Date and Regional Formats

All of the date, time, currency and other locale specific formatting comes from the browser and operating system configuration values. If USA formats are displaying, it is because the browser or operating system specified a USA locale.

Each operating system and each browser has a different method for setting your locale. Your locale settings are usually set for your operating system and your browser will default to those settings.

On Windows 10:

  1. Open your Windows Settings and click "Time & Language".
  2. Select "Region" on the left side of the form.
  3. Select your "Country or Region" at the top of the form.
  4. Select your "Regional Format" value. The formatting of dates and time is displayed below your selection.

If the operating system settings are correct, you need to examine regional (locale) settings for your browsers. You may need to search for instructions for your specific browser.

Email Not Delivered

The first place to check for missing email message is your Junk mail folder. If you are storing your email locally you may also need to check the website version of your email as well. If you find a message in your junk mail folder from your organization you will need to mark the domain "SoftwarePursuits.com" as "not junk". There is always an option for a "white list" for email that should always be allowed. This should prevent future messages from being delivered to the junk mail folder.

It is also common for people to mark email from organizations as spam. If a member does this for email from your organization, our email service respects that selection and blocks all future email to that person. This is part of the anti-spam laws that we must follow.
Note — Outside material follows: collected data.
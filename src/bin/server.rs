//! mailindex server binary
//!
//! Wires the shared singletons (config, store registry, cache, job queue and
//! store, categorization worker) and keeps the process alive until `Ctrl+C`,
//! running the worker's drain loop and a periodic expired-file sweep.

use mailindex::file_acl::{FileAccessControl, FileAclConfig};
use mailindex::jobs::{CategorizationWorker, JobQueue, JobStore};
use mailindex::prelude::*;
use mailindex::store::StoreRegistry;
use std::sync::Arc;
use std::time::Duration;
use tracing::{info, warn};

const SWEEP_INTERVAL: Duration = Duration::from_secs(3600);

#[tokio::main]
async fn main() -> anyhow::Result<()> {
    tracing_subscriber::fmt()
        .with_env_filter(tracing_subscriber::EnvFilter::from_default_env())
        .init();

    let config = Config::from_env()?;
    config.ensure_dirs().await?;

    info!(storage_path = %config.storage_path.display(), "mailindex server starting");

    let registry = Arc::new(StoreRegistry::new(&config.storage_path));
    let cache = Arc::new(Cache::default());
    let job_backing_store = registry.get_legacy().await?;
    let job_store = Arc::new(JobStore::new(job_backing_store));
    let queue = Arc::new(JobQueue::new());

    let worker = CategorizationWorker::new(
        queue.clone(),
        job_store.clone(),
        registry.clone(),
        cache.clone(),
        EngineConfig::default(),
    );
    worker.start().await;
    info!("categorization worker started");

    let sweep_registry = registry.clone();
    let sweep_handle = tokio::spawn(async move { run_sweep_loop(sweep_registry).await });

    tokio::signal::ctrl_c().await?;
    info!("shutdown signal received");

    worker.stop();
    worker.wait_for_shutdown().await;
    sweep_handle.abort();
    registry.cleanup().await;

    info!("mailindex server stopped");
    Ok(())
}

/// Periodically expires files across every user with a store on disk.
async fn run_sweep_loop(registry: Arc<StoreRegistry>) {
    let mut interval = tokio::time::interval(SWEEP_INTERVAL);
    loop {
        interval.tick().await;
        let users = match registry.list().await {
            Ok(users) => users,
            Err(e) => {
                warn!(error = %e, "sweep: failed to list users");
                continue;
            }
        };
        for user_id in users {
            let store = match registry.get(&user_id).await {
                Ok(store) => store,
                Err(e) => {
                    warn!(error = %e, user_id = %user_id, "sweep: failed to open store");
                    continue;
                }
            };
            let acl = FileAccessControl::new(store, FileAclConfig::default());
            match acl.cleanup_expired_files().await {
                Ok(count) if count > 0 => info!(user_id = %user_id, count, "sweep: expired files removed"),
                Ok(_) => {}
                Err(e) => warn!(error = %e, user_id = %user_id, "sweep: cleanup failed"),
            }
        }
    }
}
We use an email service from SendGrid to send email from our websites. We send about 100,000 messages per month to about 10,000 users and there are always a few that people mark messages as spam.

A member can reset this spam indicator by logging into the website and using the menu "My Account", "My Account Settings". There is a button there to clear the "spam" flag on your email address.

It is also possible that an Internet provider for a recipient's email will reject messages, thinking they are spam. There should be no reason for such rejections as we follow all of the security and identification protocols. Website email messages, however, have one unusual aspect. All messages are sent from NoReply@SoftwarePursuits.com, but the "Reply To" address is for the person sending the message. This method is used to avoid a "message relay", which would nearly always cause a message to be treated as spam.

If an Internet provider rejects email as spam, there is little we can do, but subscribers can contact them for help and provide the information above.

Restricted Images

A "Restricted Image" is an image that will only display when a member is logged in. If you are not logged in, a placeholder image is displayed that says "Restricted". These images are flagged by the author or the system to block the display of images that might not be appropriate for public display, such as nudes or violent content.

Individual images may me marked as "restricted" by checking an option for the image when uploading or when editing the image in an Image Library. Authors can also set a profile setting to restrict the display of all of their images. Go to "My Account", "My Account Settings" for details.

The system may also mark an image as restricted if it is discovered that is contains adult or violent content. This is mostly an automated process provided by Google. They rate the probability that the image may need to be restricted.

ViewState Errors

When an update is published to your website, it is possible that a person using the website might get an error when they access a page. This is a temporary issue caused by the browser caching old references to the website. There is nothing wrong with the website. Our server validates the data sent from each page as a security measure and if it receives data cached from a prior update to the website it will generate a "ViewState" error.

The problem is usually remedied by one of these steps:

  1. Click the "Refresh" button on your browser.
  2. Exit all copies of your browser and try again.
  3. Re-boot your machine and try again.
  4. Try a different browser. Each browser has an independent cache, which is eventually purged of old data.